Meaning, that for normal system operation, one core is tested at a
time while the remaining cores are capable of processing all of the
operations for the system 13 to provide the intended functionality.
For example, the operating layer 14 is generally configured to test
a single core 16a while allowing the remaining cores 16b-16n to
function in operational mode (e.g., perform operational processing
or workload application processing). In general, the apparatus 10
may be arranged so that cores 16b-16n on the processor 12 are
configured to perform the operational processing for the system 13
while the remaining core (e.g., 16a) that is not active in
performing operational processing may be selected for testing.
After testing core 16a, the operating layer 14 may shift the
workload of core 16b to core 16a. After the workload of core 16b is
moved to core 16a, cores 16a and 16c-16n resume operational
processing for the system 13 while core 16b is being tested. Once
the testing for core 16b is complete, the operating layer 14 may
shift the workload of core 16c to 16b. After the workload of core
16c is moved to core 16b, cores 16a-16b and 16d-16n resume
operation while core 16c is tested. The operating layer 14 may
control the manner in which the core(s) that are in an idle state
may be tested while at the same time allow any remaining cores
(that are not in an idle state) to operate in normal operational
mode to provide the desired functionality for an end user. Such a
condition allows the cores 16a-16n to be tested for degradation
while in the field and at the same time allow the system 13 to
operate for its intended purpose.
[0018] While the above example discloses testing a single core at a
time, it is recognized that the operating layer 14 may control two
or more cores to undergo testing while allowing any remaining cores
(i.e., that is not being tested) to resume the intended operation
of the system 13 so long as the operational integrity of the system
13 can be maintained with the remaining cores.

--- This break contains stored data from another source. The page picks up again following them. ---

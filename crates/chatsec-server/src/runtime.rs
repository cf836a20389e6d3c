//! Chat server runtime
//!
//! [`ChatServer`] binds the listener, generates the server key pair, builds the
//! shared state (registry, credential store, router, dispatcher) once and
//! hands it to a [`ConnectionHandler`] task per accepted socket.
//!
//! ```rust,no_run
//! use std::sync::Arc;
//! use chatsec_core::{RsaEngine, ServerConfig};
//! use chatsec_server::ChatServer;
//!
//! # #[tokio::main]
//! # async fn main() -> Result<(), Box<dyn std::error::Error>> {
//! let config = ServerConfig::default();
//! let engine = Arc::new(RsaEngine::new(config.key_bits));
//! let server = ChatServer::bind(config, engine).await?;
//! let shutdown = server.shutdown_handle();
//! tokio::spawn(async move {
//!     let _ = tokio::signal::ctrl_c().await;
//!     shutdown.shutdown();
//! });
//! server.run().await?;
//! # Ok(())
//! # }
//! ```

use std::net::SocketAddr;
use std::sync::Arc;
use std::time::Duration;

use tokio::net::TcpListener;
use tokio::sync::watch;
use tokio::task::JoinSet;
use tracing::{debug, info, warn};

use chatsec_core::{CryptoEngine, KeyPair, PublicKey, ServerConfig, SessionId};

use crate::connection::ConnectionHandler;
use crate::error::{Result, ServerError};
use crate::logic::{CommandDispatcher, MessageRouter};
use crate::managers::{CredentialStore, SessionRegistry};

// ----------------------------------------------------------------------------
// Shared State
// ----------------------------------------------------------------------------

/// State shared by every connection task
pub struct ServerContext {
    pub config: ServerConfig,
    pub registry: Arc<SessionRegistry>,
    pub router: MessageRouter,
    pub dispatcher: CommandDispatcher,
    pub engine: Arc<dyn CryptoEngine>,
    pub server_keys: Arc<KeyPair>,
}

/// Cloneable trigger stopping the accept loop and every connection
#[derive(Debug, Clone)]
pub struct ShutdownHandle {
    tx: Arc<watch::Sender<bool>>,
}

impl ShutdownHandle {
    pub fn from_sender(tx: watch::Sender<bool>) -> Self {
        Self { tx: Arc::new(tx) }
    }

    pub fn subscribe(&self) -> watch::Receiver<bool> {
        self.tx.subscribe()
    }

    pub fn shutdown(&self) {
        self.tx.send_replace(true);
    }

    pub fn is_shutdown(&self) -> bool {
        *self.tx.borrow()
    }
}

// ----------------------------------------------------------------------------
// Chat Server
// ----------------------------------------------------------------------------

/// Listener plus shared state of a running chat server
pub struct ChatServer {
    listener: TcpListener,
    context: Arc<ServerContext>,
    shutdown: ShutdownHandle,
    next_session: u64,
}

impl ChatServer {
    /// Validate the configuration, create the server key pair and bind
    pub async fn bind(config: ServerConfig, engine: Arc<dyn CryptoEngine>) -> Result<Self> {
        config.validate()?;
        if engine.block_size() != config.challenge_size {
            return Err(ServerError::Config(format!(
                "Engine block size {} does not match challenge size {}",
                engine.block_size(),
                config.challenge_size
            )));
        }

        let server_keys = Arc::new(engine.generate_keypair()?);
        info!(fingerprint = %server_keys.public.fingerprint(), "Server key pair generated");

        let listener = TcpListener::bind(config.listen_address()).await?;
        info!(address = %listener.local_addr()?, max_sessions = config.max_sessions, "Chat server listening");

        let registry = Arc::new(SessionRegistry::new(
            config.max_sessions,
            CredentialStore::new(),
        ));
        let router = MessageRouter::new(Arc::clone(&registry));
        let dispatcher = CommandDispatcher::new(router.clone());
        let (tx, _rx) = watch::channel(false);

        Ok(Self {
            listener,
            context: Arc::new(ServerContext {
                config,
                registry,
                router,
                dispatcher,
                engine,
                server_keys,
            }),
            shutdown: ShutdownHandle::from_sender(tx),
            next_session: 0,
        })
    }

    pub fn local_addr(&self) -> std::io::Result<SocketAddr> {
        self.listener.local_addr()
    }

    pub fn registry(&self) -> Arc<SessionRegistry> {
        Arc::clone(&self.context.registry)
    }

    pub fn router(&self) -> MessageRouter {
        self.context.router.clone()
    }

    pub fn server_public_key(&self) -> &PublicKey {
        &self.context.server_keys.public
    }

    pub fn shutdown_handle(&self) -> ShutdownHandle {
        self.shutdown.clone()
    }

    /// Accept connections until shutdown, then wait for every session to close
    pub async fn run(mut self) -> Result<()> {
        let mut shutdown = self.shutdown.tx.subscribe();
        let mut connections = JoinSet::new();
        if *shutdown.borrow_and_update() {
            return Ok(());
        }

        loop {
            tokio::select! {
                _ = shutdown.changed() => break,
                Some(_) = connections.join_next(), if !connections.is_empty() => {}
                accepted = self.listener.accept() => match accepted {
                    Ok((stream, peer)) => {
                        self.next_session += 1;
                        let session = SessionId::new(self.next_session);
                        debug!(session = %session, peer = %peer, "Accepted socket");

                        let handler = ConnectionHandler::new(Arc::clone(&self.context), session, peer);
                        connections.spawn(handler.run(stream, self.shutdown.tx.subscribe()));
                    }
                    Err(e) => {
                        warn!(error = %e, "Accept failed");
                        tokio::time::sleep(Duration::from_millis(100)).await;
                    }
                },
            }
        }

        info!(sessions = connections.len(), "Chat server shutting down");
        while connections.join_next().await.is_some() {}
        Ok(())
    }
}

[0019] In another embodiment, the workload for performing the
operation of the system 13 may be distributed between all of the
cores so that no core is in an idle state. In such an example, a
particular core is selected to be tested and the architectural
state of the tested core may be saved in memory or other mechanism
capable of storing the state of such a core. The test is performed
on the particular core and the remaining cores resume the operation
for the system 13. In such an example, all of the silicon (i.e.,
cores) is utilized for system applications when a test is not
scheduled to be performed on the cores. However, individual process
performance may go down since chip operation may be stalled while
the particular core is being tested.
[0020] FIG. 2 depicts a method 50 for testing the plurality of
cores 16a-16n in the processor 12 in accordance to one embodiment
of the present invention.
[0021] In operation 52, the operating layer 14 may select a target
core from the plurality of cores 16a-16b to be tested. For example,
the operating layer 14 may select core 16a as a target core to be
tested while allowing the remaining cores 16b-16n to resume
workload operations as needed to be performed by the system 13. As
noted above, the apparatus 10 and method 50 are not intended to be
limited to facilitating the testing of only a single core at a time
and allowing the remaining cores to resume the workload operations.

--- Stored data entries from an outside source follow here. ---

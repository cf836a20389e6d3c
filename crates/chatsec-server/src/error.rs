//! Error handling for the chat server binary and runtime

use thiserror::Error;

use chatsec_core::{ChatError, CryptoError};

/// Server-level error types
#[derive(Error, Debug)]
pub enum ServerError {
    #[error("Chat core error: {0}")]
    Core(#[from] ChatError),

    #[error("IO error: {0}")]
    Io(#[from] std::io::Error),

    #[error("Configuration error: {0}")]
    Config(String),

    #[error("Configuration loading error: {0}")]
    ConfigLoading(#[from] figment::Error),

    #[error("TOML serialization error: {0}")]
    TomlSerialization(#[from] toml::ser::Error),
}

impl From<CryptoError> for ServerError {
    fn from(err: CryptoError) -> Self {
        ServerError::Core(ChatError::Crypto(err))
    }
}

/// Result type for server operations
pub type Result<T> = std::result::Result<T, ServerError>;
//! Chatsec Protocol Module
//!
//! - `wire`: line codec for server messages and client commands
//! - `sequence`: per-session replay guard
//! - `file_transfer`: receiving side of chunked file transfers

pub mod file_transfer;
pub mod sequence;
pub mod wire;

pub use file_transfer::{
    CompletedTransfer, DirectorySinkFactory, FileTransferCoordinator, LoggingHook, SinkFactory,
    TransferHook, TransferSink,
};
pub use sequence::{ReplayGuard, SequenceVerdict};
pub use wire::{ClientCommand, ServerMessage};
//! Command-line interface definitions and parsing

use std::path::PathBuf;

use clap::Parser;

#[derive(Parser, Debug)]
#[command(author, version, about = "Authenticated multi-user chat server", long_about = None)]
pub struct Cli {
    /// TCP port to listen on
    pub port: u16,

    /// Enable verbose logging
    #[arg(short, long)]
    pub verbose: bool,

    /// Configuration file path
    #[arg(short, long)]
    pub config: Option<PathBuf>,

    /// Address to bind
    #[arg(long)]
    pub bind: Option<String>,

    /// Maximum simultaneous sessions
    #[arg(long)]
    pub max_sessions: Option<usize>,

    /// Seconds a connection may spend before authenticating
    #[arg(long)]
    pub handshake_timeout: Option<u64>,

    /// Print the effective configuration as TOML and exit
    #[arg(long)]
    pub print_config: bool,

    /// Do not read operator commands from stdin
    #[arg(long)]
    pub no_console: bool,
}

It is contemplated that one or more cores may be tested while other
such remaining cores may be used to process operations within the
system 13. The particular number of cores selected to be tested by
the operating layer 14 may vary based on the desired criteria of
the particular implementation.
[0022] In operation 54, the operating layer 14 controls core 16a to
stop executing the current application (or software thread)
gracefully. For example, the data pipeline associated with core A
may be stalled in response to a "stall" instruction. The operating
layer 14 may transmit a control signal to the processor 12 so that
the processor 12 by way of the common resources 20 generates the
stall instruction.
[0023] In operation 56, the operating layer 14 saves the
architectural state of core 16a in one or more of the remaining
cores 16b-16n or in memory either internal or external to the
processor 12. For example, all values of registers associated with
core 16a are saved and stored. The operating layer 14 may also
track data in the cache lines within the common resources 20 that
are associated with core 16a. Such stored data is saved for
processing by core 16a after core 16a has been tested.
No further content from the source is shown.